(2)若使用刺激器、示波器进行实验,则参照图5.5-1连接仪器。
刺激器选用连续刺激,频率8~16 Hz,波宽0.1~0.2 ms,强度根据标本兴奋性而定,由小增大(一般可选2V)。示波器灵敏度0.1~0.5 V/cm,扫描速度1~2 ms/cm。外触发输入接刺激器的触发输出端。触发选择置于外触发同步。开启电子刺激器时,调节触发电平旋钮,使示波器扫描与刺激输出同步。将扫描线调至荧光屏中间。
(3)若使用计算机生物信号采集处理系统进行实验则参照图5.5-2连接仪器。两对记录电极分别连接到CH1、CH2通道,刺激电极连接到刺激输出。打开计算机,启动生物信号采集处理系统,进入“神经干动作电位”模拟实验菜单。
3.观测和测定双相动作电位
(1) 调节刺激强度,观察动作电位波形的变化。读出波宽为某一数值时的阈刺激和最大刺激。
(2)仔细观察双相动作电位的波形(图5.5-3)。读出最大刺激时双相动作电位上下相的振幅和整个动作电位持续时间数值。
(3)将神经干标本放置的方向倒换后,双相动作电位的波形有无变化?
(4)将两根引导电极r1,r1’的位置调换,动作电位波形有和变化?
4.观察单相动作电位 用镊子将两个引导电极r1,r1’之间的神经夹伤,或用一小块浸有3 mol/L KCl溶液的滤纸片贴在第二个引导电极(r1’)处的神经干上,再刺激时呈
现的即是单相动作电位。

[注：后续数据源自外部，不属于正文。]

//! Shared State (component C7): the resources and session-lifetime
//! playlists the Automation Loop and its command handlers operate on.
//!
//! The source publishes this as a process-global singleton plus a
//! thread-local main-player pointer. Here it is an explicitly constructed
//! value; command handlers receive it as `&Context` through the registry's
//! handler signature rather than reaching for a global. Since `run_once`
//! and every command it dispatches run on the one dedicated automation
//! thread (spec §5), a single [`player::PlayerSession`] inside `Context`
//! covers what the source's thread-local `player_` was for — a
//! control-surface request that needs to play something gets its own
//! session instead (constructed by the caller, not from here).

use crate::Error;
use catalog::{Playlist, PlaylistView, Store};
use player::PlayerSession;
use requirements::{CommandRegistry, RequirementEngine};
use std::sync::atomic::{AtomicBool, Ordering};
use std::sync::Mutex;

/// Runtime configuration for the Automation Loop itself (distinct from the
/// Requirement Engine's own [`requirements::EngineConfig`]).
#[derive(Debug, Clone)]
pub struct LoopConfig {
    /// Start in manual-override mode: a human is in control until disabled.
    pub defaulthuman: bool,
    /// Seconds remaining before the deadline below which we fall back to the
    /// bumpers playlist instead of reselecting a mainshow.
    pub bumpercutoff: i64,
    /// Seconds remaining below which dead air is preferable to reselecting.
    pub sleepcutoff: i64,
    /// Bumpers playlist name; empty selects the synthetic superlist of
    /// every catalog item.
    pub bumpers: String,
    /// Legal-id playlist name.
    pub legalid: String,
    /// Longest legal-id item considered playable, in seconds.
    pub legalid_max_length: i64,
}
impl Default for LoopConfig {
    fn default() -> Self {
        Self {
            defaulthuman: false,
            bumpercutoff: 200,
            sleepcutoff: 4,
            bumpers: String::new(),
            legalid: "legalid".into(),
            legalid_max_length: 60,
        }
    }
}

/// Shared state driving one Automation Loop.
pub struct Context {
    pub(crate) store: Store,
    pub(crate) player: PlayerSession,
    pub(crate) engine: RequirementEngine,
    pub(crate) registry: CommandRegistry<Context>,
    pub(crate) config: LoopConfig,
    override_enabled: AtomicBool,
    shutdown_requested: AtomicBool,
    override_playlist: Mutex<PlaylistView>,
    mainshow: Mutex<PlaylistView>,
    bumperlist: Mutex<PlaylistView>,
}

读出最大刺激时单相动作电位的
振幅值和整个动作电位持续的时间数值。
6. 动作电位传导速度的测定 换一根坐骨神经,按步骤2(1)搭放在神经屏蔽盒的电极上。进入“神经干动作电位传导速度”模拟实验菜单,或在显示方式菜单中选择“比较显示方式”(则可在一个通道内显示两个通道的图形)。
给予神经干最大刺激强度,可在两个通道中(或示波器的上、下线)观察到先后形成的两个双向动作电位波形。
(1)分别测量从刺激伪迹到两个动作电位起始点的时间,设上线为t1,下线为t2(或可直接测量两个动作电位起点的间隔时间),求出t2~t1的时间差值。
(2)测量标本屏蔽盒中两对引导电极相应的电极之间的距离d(即测定r1~r2的间距)。
(3) 将神经干标本置于4℃的任氏液中浸泡5 min后,再测定神经冲动的传导速度。
[注意事项]
1.各仪器应妥善接地,仪器之间、标本与电极之间应接触良好。
2.制备标本时,神经纤维应尽可能长一些,将附着于神经干上的结缔组织膜及血管清除干净,但不能损伤神经干。
3.经常滴加任氏液,保持神经标本湿润,但要用滤纸片吸去神经干上过多的任氏液。
4.神经干不能与标本盒壁相接触,也不要把神经干两端折迭放置在电极上,以免影响动作电位的波形。
5.测定动作电位传导速度时,两对引导电极间的距离应尽可能大。
[实验结果]
1.分别计算正常的神经干和低温浸泡后的神经干上动作电位传导速度:
V=d/(t2~t1)(m/s)。
2.对全部各组的实验结果加以统计,用平均值±标准差表示。